Anthony Robert "Tony" Ortega (June 7, 1928 – October 30, 2022) was an American jazz clarinetist, saxophonist, and flautist.

Early life 
Ortega was born in Los Angeles. He began to play the saxophone at age 14 and studied the instrument under Lloyd Reese. He was heavily-influenced by and introduced to musicians by his cousin, Ray Vasquez.

Career 
In 1947, Ortega played with Earle Spencer. From 1948 to 1951, he served in the United States Army.
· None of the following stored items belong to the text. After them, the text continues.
use std::collections::HashMap;
use std::io;
use std::path::{Path, PathBuf};
use std::time::UNIX_EPOCH;

use futures_util::{Stream, TryStreamExt};
use walkdir::WalkDir;

use super::paths::sync_key_for;
use super::remote::RemoteFileEntry;
use super::transfer::is_partial;

pub type SyncKey = String;

#[derive(Debug, Clone, PartialEq, Eq)]
pub struct LocalFileEntry {
    pub key: SyncKey,
    pub path: PathBuf,
    pub modified_ms: i64,
    pub size: u64,
}

/// Collects a remote listing into a key→entry map.
///
/// Entries without a sync key are not managed by us and are dropped. When the
/// backend returns the same key twice the later entry wins.
pub async fn build_remote_index<S, E>(entries: S) -> Result<HashMap<SyncKey, RemoteFileEntry>, E>
where
    S: Stream<Item = Result<RemoteFileEntry, E>>,
{
    let mut entries = std::pin::pin!(entries);
    let mut index = HashMap::new();
    while let Some(entry) = entries.try_next().await? {
        if let Some(key) = entry.sync_key.clone() {
            index.insert(key, entry);
        }
    }
    Ok(index)
}

/// Walks `root` bottom-up and indexes every non-empty regular file by its
/// POSIX path relative to `root`. Leftover `.partial` downloads are skipped.
/// A missing root is an empty index.
pub fn build_local_index(root: &Path) -> io::Result<HashMap<SyncKey, LocalFileEntry>> {
    let mut index = HashMap::new();
    if !root.exists() {
        return Ok(index);
    }

    for entry in WalkDir::new(root).contents_first(true) {
        let entry = entry.map_err(io::Error::from)?;
        if !entry.file_type().is_file() || is_partial(entry.path()) {
            continue;
        }
        let meta = entry.metadata().map_err(io::Error::from)?;
        if meta.len() == 0 {
            continue;
        }
        let key = match sync_key_for(root, entry.path()) {
            Ok(key) => key,
            Err(err) => {
                tracing::warn!(path = %entry.path().display(), "skipping local file: {err}");
                continue;
            }
        };
        index.insert(
            key.clone(),
            LocalFileEntry {
                key,
                path: entry.into_path(),
                modified_ms: modified_ms(&meta),
                size: meta.len(),
            },
        );
    }
    Ok(index)
}

pub fn modified_ms(meta: &std::fs::Metadata) -> i64 {
    meta.modified()
        .ok()
        .and_then(|t| t.duration_since(UNIX_EPOCH).ok())
        .map(|d| d.as_millis() as i64)
        .unwrap_or(0)
}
He became a member of Lionel Hampton's group, which toured Europe; while there he also recorded with Gigi Gryce, Art Farmer, and Milt Buckner, as well as with Norwegian players while in Oslo in 1954. He also met his future wife, pianist and vibraphonist Mona Ørbeck, at the Penguin jazz club in Oslo; they married later that year. Upon his return to southern California, he put a band together and worked briefly in Los Angeles, but relocated to New York City in 1955, playing with Nat Pierce for two years. In 1958, he returned to Los Angeles, where he worked with Paul Bley, Claude Williamson, and the Lighthouse All Stars.

In the 1960s, he played mostly in the Southwest and California, and worked on film soundtracks such as The Pawnbroker (1964). Ortega recorded the soundtrack for the movie Gloria (1980) starring Gena Rowlands. He can be heard playing throughout the movie with Tommy Tedesco on guitar.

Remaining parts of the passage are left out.